Hola a todos de un aprendiz de la profesión. 

Aparezco con mi primer mensaje, con un circuito que estoy intentando llevar a cabo. Se trata de un amplificador estéreo de 2x22W utilizando el conocido TDA1554 y con control de tonos. 

La verdad es que tengo mis dudas de si lo estoy montando bien, mientras sigo "estudiando" la situación, les dejo el circuito para ver que opinan de él. ¿Funcionará? En ello estoy.. 

Saludoss.


----------



## juanchilp (Nov 15, 2010)

bueno te tiro una ayuda servida , http://320volt.com/2x22-watt-tda1554q-lm1036-ton-kontrollu-anfi-devresi/ , Saludos


----------



## silcerino (Nov 16, 2010)

Graciass! Ahora estoy a la espera de probarlo. Mientras, estoy mirando otras opciones como hacer el control de tonos con operacionales o con un único integrado tipo TA7630P. Sigo por aquí...


----------



## silcerino (Nov 18, 2010)

Ahora estoy montando el siguiente circuito. 

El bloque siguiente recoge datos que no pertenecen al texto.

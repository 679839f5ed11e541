//! Conversion trait for ergonomic prompt content construction

use super::{
    handles::{ResourceHandle, ToolHandle},
    prompt_content::PromptContent,
};

/// Convert various types into `PromptContent` (internal type)
/// This is the developer-facing API
pub trait IntoPromptContent {
    /// Convert self into `PromptContent`
    fn into_prompt_content(self) -> PromptContent;
}

// Implement for handles (strict mode)
impl IntoPromptContent for ToolHandle {
    fn into_prompt_content(self) -> PromptContent {
        PromptContent::ToolHandle(self)
    }
}

impl IntoPromptContent for ResourceHandle {
    fn into_prompt_content(self) -> PromptContent {
        PromptContent::ResourceHandle(self)
    }
}

// Implement for strings (loose mode)
impl IntoPromptContent for String {
    fn into_prompt_content(self) -> PromptContent {
        PromptContent::Text(self)
    }
}

impl IntoPromptContent for &str {
    fn into_prompt_content(self) -> PromptContent {
        PromptContent::Text(self.to_string())
    }
}

// Implement for images (tuple of data and mime_type)
impl IntoPromptContent for (String, String) {
    fn into_prompt_content(self) -> PromptContent {
        PromptContent::Image {
            data: self.0,
            mime_type: self.1,
        }
    }
}

// Blanket From implementation for ergonomics
impl<T: IntoPromptContent> From<T> for PromptContent {
    fn from(value: T) -> Self {
        value.into_prompt_content()
    }
}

Con el que puse más arriba no se escuchaba demasiado bien y tenía poco volumen. Añadido un pre-amplificador para recuperar las pérdidas en el control de tonos. 

Ahora tengo buen volumen, pero ruidos que no debería escuchar, como interferencias... ¿será que tengo los cables al aire? Como lo estoy probando, aún tengo muchos de ellos soldados así de cualquier manera.

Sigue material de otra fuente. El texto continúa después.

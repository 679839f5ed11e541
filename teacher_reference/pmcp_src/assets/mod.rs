//! Platform-agnostic asset loading for MCP servers.
//!
//! This module provides a unified API for loading assets (files, resources, databases)
//! that works across all deployment targets: local development, AWS Lambda,
//! Google Cloud Run, and Cloudflare Workers.
//!
//! # Overview
//!
//! Assets are files bundled with your MCP server deployment. Common use cases:
//! - SQLite databases
//! - Markdown resource files
//! - Configuration files
//! - Prompt templates
//! - Static data files
//!
//! # Configuration
//!
//! Assets are configured in `pmcp.toml`:
//!
//! ```toml
//! [deploy.assets]
//! include = [
//!     "chinook.db",
//!     "resources/**/*.md",
//!     "config/*.toml",
//! ]
//! exclude = ["**/*.tmp"]
//! ```
//!
//! # Usage
//!
//! ```rust,ignore
//! use pmcp::assets;
//!
//! // Load asset as bytes
//! let db_bytes = assets::load("chinook.db")?;
//!
//! // Load asset as string (UTF-8)
//! let guide = assets::load_string("resources/guide.md")?;
//!
//! // Get filesystem path (extracts to temp on serverless platforms)
//! let db_path = assets::path("chinook.db")?;
//! let conn = Connection::open(&db_path)?;
//!
//! // Check if asset exists
//! if assets::exists("config/override.toml") {
//!     let config = assets::load_string("config/override.toml")?;
//! }
//!
//! // List assets matching a pattern
//! for asset in assets::list("resources/**/*.md")? {
//!     println!("Found: {}", asset);
//! }
//! ```
//!
//! # Platform Behavior
//!
//! | Platform | Asset Location | `path()` Behavior |
//! |----------|----------------|-------------------|
//! | Local dev | Workspace root | Returns original path |
//! | AWS Lambda | `$LAMBDA_TASK_ROOT` | Returns path in package |
//! | Cloud Run | `/app/assets/` | Returns path in image |
//! | Cloudflare | Bundled/KV | Extracts to memory/temp |
//!
//! # Performance
//!
//! - Assets loaded via `load()` are cached in memory after first access
//! - The `path()` function extracts embedded assets to a temp directory once
//! - Use `load()` for small files, `path()` for large files or when a path is required

mod loader;

pub use loader::{
    exists, list, load, load_string, path, AssetConfig, AssetError, AssetLoader, Platform,
};

/// Result type for asset operations.
pub type Result<T> = std::result::Result<T, AssetError>;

Inicio también las pruebas para hacerlo de la forma LM1036+TDA1554... a ver que tal sale.


----------



## pipa09 (Nov 18, 2010)

silcerino dijo:


> Ahora estoy montando el siguiente circuito.
> Con el que puse más arriba no se escuchaba demasiado bien y tenía poco volumen. *Añadido un pre-amplificador para recuperar las pérdidas en el control de tonos*.
> Ahora tengo buen volumen, pero ruidos que no debería escuchar, como interferencias... ¿será que tengo los cables al aire? Como lo estoy probando, aún tengo muchos de ellos soldados así de cualquier manera.
> 
> Inicio también las pruebas para hacerlo de la forma LM1036+TDA1554... a ver que tal sale.


 

Si usas esta configuracion no vas a tener toda la atenuacion que tenes al usar ese sistema pasivo en el control de tonos, de esta manera tenes un mejor control de las frecuencias, Saludos!!


----------



## silcerino (Nov 19, 2010)

Gracias por el aporte Pipa09, me pongo a examinar el circuito y a ver si puedo probarlo. Al final, si sigo probando más y más cosas, hasta llegaré acabar probando a mi buen amigo Butterworth..

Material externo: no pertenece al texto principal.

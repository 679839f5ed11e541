//! Domain-specific newtypes for workflow system
//!
//! These newtypes prevent type confusion and encode domain invariants.
//! All use Arc<str> for O(1) cloning.

use super::error::WorkflowError;
use serde::{Deserialize, Deserializer, Serialize, Serializer};
use std::sync::Arc;

// Helper module for Arc<str> serialization
mod arc_str_serde {
    use super::{Arc, Deserialize, Deserializer, Serializer};

    pub(super) fn serialize<S>(arc: &Arc<str>, serializer: S) -> Result<S::Ok, S::Error>
    where
        S: Serializer,
    {
        serializer.serialize_str(arc)
    }

    pub(super) fn deserialize<'de, D>(deserializer: D) -> Result<Arc<str>, D::Error>
    where
        D: Deserializer<'de>,
    {
        String::deserialize(deserializer).map(|s| Arc::from(s.as_str()))
    }
}

/// Workflow step identifier
#[derive(Clone, Debug, PartialEq, Eq, Hash, Serialize, Deserialize)]
#[serde(transparent)]
pub struct StepName(#[serde(with = "arc_str_serde")] Arc<str>);

impl StepName {
    /// Create a new step name
    pub fn new(name: impl AsRef<str>) -> Self {
        Self(Arc::from(name.as_ref()))
    }

    /// Get the step name as a string slice
    pub fn as_str(&self) -> &str {
        &self.0
    }
}

impl std::fmt::Display for StepName {
    fn fmt(&self, f: &mut std::fmt::Formatter<'_>) -> std::fmt::Result {
        write!(f, "{}", self.0)
    }
}

impl From<&str> for StepName {
    fn from(s: &str) -> Self {
        Self::new(s)
    }
}

impl From<String> for StepName {
    fn from(s: String) -> Self {
        Self::new(s)
    }
}

/// Output variable binding name
#[derive(Clone, Debug, PartialEq, Eq, Hash, Serialize, Deserialize)]
#[serde(transparent)]
pub struct BindingName(#[serde(with = "arc_str_serde")] Arc<str>);

impl BindingName {
    /// Create a new binding name
    pub fn new(name: impl AsRef<str>) -> Self {
        Self(Arc::from(name.as_ref()))
    }

    /// Get the binding name as a string slice
    pub fn as_str(&self) -> &str {
        &self.0
    }
}

impl std::fmt::Display for BindingName {
    fn fmt(&self, f: &mut std::fmt::Formatter<'_>) -> std::fmt::Result {
        write!(f, "{}", self.0)
    }
}

impl From<&str> for BindingName {
    fn from(s: &str) -> Self {
        Self::new(s)
    }
}

impl From<String> for BindingName {
    fn from(s: String) -> Self {
        Self::new(s)
    }
}

/// Argument name
#[derive(Clone, Debug, PartialEq, Eq, Hash, Serialize, Deserialize)]
#[serde(transparent)]
pub struct ArgName(#[serde(with = "arc_str_serde")] Arc<str>);

impl ArgName {
    /// Create a new argument name
    pub fn new(name: impl AsRef<str>) -> Self {
        Self(Arc::from(name.as_ref()))
    }

    /// Get the argument name as a string slice
    pub fn as_str(&self) -> &str {
        &self.0
    }
}

impl std::fmt::Display for ArgName {
    fn fmt(&self, f: &mut std::fmt::Formatter<'_>) -> std::fmt::Result {
        write!(f, "{}", self.0)
    }
}

impl From<&str> for ArgName {
    fn from(s: &str) -> Self {
        Self::new(s)
    }
}

impl From<String> for ArgName {
    fn from(s: String) -> Self {
        Self::new(s)
    }
}

/// Resource URI with validation
#[derive(Clone, Debug, PartialEq, Eq, Hash, Serialize, Deserialize)]
#[serde(transparent)]
pub struct Uri(#[serde(with = "arc_str_serde")] Arc<str>);

impl Uri {
    /// Create a new URI with validation
    ///
    /// URIs must start with "resource://" or "file://"
    pub fn new(uri: impl AsRef<str>) -> Result<Self, WorkflowError> {
        let uri_str = uri.as_ref();

        // Validate URI format (basic check)
        if !uri_str.starts_with("resource://") && !uri_str.starts_with("file://") {
            return Err(WorkflowError::InvalidUri {
                uri: uri_str.to_string(),
            });
        }

        Ok(Self(Arc::from(uri_str)))
    }

    /// Get the URI as a string slice
    pub fn as_str(&self) -> &str {
        &self.0
    }
}

impl std::fmt::Display for Uri {
    fn fmt(&self, f: &mut std::fmt::Formatter<'_>) -> std::fmt::Result {
        write!(f, "{}", self.0)
    }
}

También estoy pensando en no romperme más la cabeza y tirar de datasheets, uniendo integrados:





Está va ser la solución final si no consigo que se me escuche bien con los otras pruebas.. 
saludoss


----------



## pipa09 (Nov 19, 2010)

que IC es el que tenes ahi en el ultimo circuito?


----------



## Imzas (Nov 19, 2010)

juanchilp dijo:


> bueno te tiro una ayuda servida , http://320volt.com/2x22-watt-tda1554q-lm1036-ton-kontrollu-anfi-devresi/ , Saludos


Hola, realmente esta muy lindo el amplifier que te sugirio el amigo JuanChip.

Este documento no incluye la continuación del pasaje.